Prometida em casamento aos 14 anos, achou o escolhido magricelo e feio, "mas deu um excelente marido", ela fala até hoje.
Casou-se aos 17, comenta. 
As contas não batem, mas não há quem possa esclarecer!
Meu marido é seu filho caçula e eu sou a nora...
Nora... Mas quando alguém pergunta, ela já não sabe mais responder nora de qual dos seus 4 filhos homens!  
Uma pena. 
E uma graça também, porque a gente pode se reinventar quando está com ela e ser qualquer pessoa que quiser: ela acolhe muito bem.
Parabéns D. Teresa!!!


           

segunda-feira, 5 de dezembro de 2016

Tempo, tempo

Não que o mal estar tivesse passado subitamente. Meu corpo doía muito e distinguir se era só uma gripe ou qualquer outra coisa é função do médico, não minha, mas estou em dúvida se devo permanecer na espera.

O problema é que aguardo atendimento no PS, mas tenho a sensação de que estou num hospital-escola-maternal, recém inaugurado.

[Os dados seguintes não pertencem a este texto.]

//! Decompressor for the LZSS variant embedded in HP OfficeJet printer firmware.
//!
//! Firmware images of this family carry several independently compressed
//! segments at fixed byte offsets. Each segment is a bare LZSS token stream
//! with no header or end marker: control bytes hand out one bit per payload
//! unit, a set bit introduces a literal byte, a clear bit a 2-byte
//! back-reference into a 4096-byte sliding dictionary.


mod error;
pub mod lzss;
pub mod segment;


pub use crate::error::{DecompressionError, ExtractionError};


/// Decompresses one complete segment into a fresh buffer.
pub fn decompress(compressed: &[u8]) -> Result<Vec<u8>, DecompressionError> {
    let mut decompressed = Vec::new();
    crate::lzss::decompress(compressed, &mut decompressed)?;
    Ok(decompressed)
}
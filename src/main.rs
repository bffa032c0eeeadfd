//! Dockside main entry point
//!
//! Command-line interface for the dealer-directory scraper. Three modes:
//! a fresh scrape (default, rebuilds the database), a dry run (scrape and
//! print without persisting), and a CSV export of the existing database.

use clap::Parser;
use dockside::config::load_config;
use dockside::export::export_csv;
use dockside::fetcher::WebDriverFetcher;
use dockside::scrape::Scraper;
use dockside::store::{DealerStore, SqliteStore};
use std::path::{Path, PathBuf};
use tracing_subscriber::EnvFilter;

/// Dockside: a paginated dealer-directory scraper
///
/// Scrapes dealer records (name, address, phone, website) from a paginated
/// listing rendered in a browser, validates contact fields, stores accepted
/// records in SQLite, and can export the store to CSV.
#[derive(Parser, Debug)]
#[command(name = "dockside")]
#[command(version = "0.2.0")]
#[command(about = "A paginated dealer-directory scraper", long_about = None)]
struct Cli {
    /// Path to TOML configuration file
    #[arg(value_name = "CONFIG")]
    config: PathBuf,

    /// Increase logging verbosity (-v, -vv, -vvv)
    #[arg(short, long, action = clap::ArgAction::Count)]
    verbose: u8,

    /// Suppress non-error output
    #[arg(short, long, conflicts_with = "verbose")]
    quiet: bool,

    /// Scrape and print accepted records without touching the database
    #[arg(long, conflicts_with = "export")]
    dry_run: bool,

    /// Export the existing database to CSV and exit
    #[arg(long, conflicts_with = "dry_run")]
    export: bool,
}

#[tokio::main]
async fn main() -> anyhow::Result<()> {
    let cli = Cli::parse();

    // Setup logging based on verbosity
    setup_logging(cli.verbose, cli.quiet);

    // Load and validate configuration
    tracing::info!("Loading configuration from: {}", cli.config.display());
    let config = match load_config(&cli.config) {
        Ok(cfg) => cfg,
        Err(e) => {
            tracing::error!("Failed to load configuration: {}", e);
            return Err(e.into());
        }
    };

    if cli.export {
        handle_export(&config)?;
    } else {
        handle_scrape(&config, cli.dry_run).await?;
    }

    Ok(())
}

/// Sets up the logging/tracing subscriber based on verbosity level
fn setup_logging(verbose: u8, quiet: bool) {
    let filter = if quiet {
        // Only show errors
        EnvFilter::new("error")
    } else {
        match verbose {
            0 => EnvFilter::new("dockside=info,warn"),
            1 => EnvFilter::new("dockside=debug,info"),
            2 => EnvFilter::new("dockside=trace,debug"),
            _ => EnvFilter::new("trace"),
        }
    };

    tracing_subscriber::fmt()
        .with_env_filter(filter)
        .with_target(false)
        .with_thread_ids(false)
        .with_file(false)
        .init();
}

/// Handles the --export mode: writes the existing database to CSV
fn handle_export(config: &dockside::config::Config) -> anyhow::Result<()> {
    println!("Database: {}", config.output.database_path);
    println!("Output: {}", config.output.csv_path);
    println!();

    // Read-only: export must never mutate the store
    let store = SqliteStore::open_read_only(Path::new(&config.output.database_path))?;

    tracing::info!("Exporting dealer information to CSV...");
    let count = export_csv(&store, Path::new(&config.output.csv_path))?;

    println!("✓ Exported {} dealers to: {}", count, config.output.csv_path);

    Ok(())
}

/// Handles the scrape modes: fresh run (default) or dry run
async fn handle_scrape(config: &dockside::config::Config, dry_run: bool) -> anyhow::Result<()> {
    if dry_run {
        println!("Dry run mode enabled. No data will be saved to the database.");
    }

    tracing::info!("Connecting to WebDriver at {}", config.fetcher.webdriver_url);
    let mut fetcher = WebDriverFetcher::connect(&config.fetcher).await?;

    let run_result = if dry_run {
        let mut scraper = Scraper::<_, SqliteStore>::new(config, &mut fetcher, None)?;
        scraper.run().await
    } else {
        let mut store = SqliteStore::open(Path::new(&config.output.database_path))?;

        // Fresh snapshot: destroy prior contents before the first write
        store.reset()?;

        let mut scraper = Scraper::new(config, &mut fetcher, Some(&mut store))?;
        scraper.run().await
    };

    // Release the browser session before propagating any run error
    if let Err(e) = fetcher.shutdown().await {
        tracing::warn!("Failed to shut down WebDriver session: {}", e);
    }

    let summary = run_result?;

    println!(
        "✓ Scrape complete: {} dealers accepted across {} pages",
        summary.records_accepted, summary.pages_attempted
    );
    if summary.records_rejected > 0 {
        println!("  {} records rejected by validation", summary.records_rejected);
    }
    if summary.pages_failed > 0 {
        println!("  {} pages skipped after fetch failures", summary.pages_failed);
    }

    Ok(())
}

Os atendentes, ao meu ver, não têm mais que 15 anos e os médicos, talvez uns 18! 
São eles que irão “cuidar” de mim? 
Muita gente jovem junta neste lugar.

Fico pensando que o HD do cérebro deles tem muito espaço livre para armazenamento de dados, então devem ter guardado direitinho tudo que estudaram – como eu um dia guardei – e podem fazer um excelente atendimento.

Será?

E a experiência de vida? Enquanto se debruçavam nos livros e nos pseudos pacientes para estudar não deixaram de viver as farras, os erros e acertos próprios da idade?

Bobagem minha.
Claro que esses profissionais viveram a época da faculdade com tudo que têm direito e talvez até um pouco mais. 

Mas uma pulguinha fica atrás da minha orelha resmungando que eles não viveram o suficiente para diagnosticar algumas coisas, ou para compreender o palavreado descritivo dos mais velhos que tentarão relatar o que sentem.
Têm a experiência que a idade lhes permite. E talvez esse seja o problema.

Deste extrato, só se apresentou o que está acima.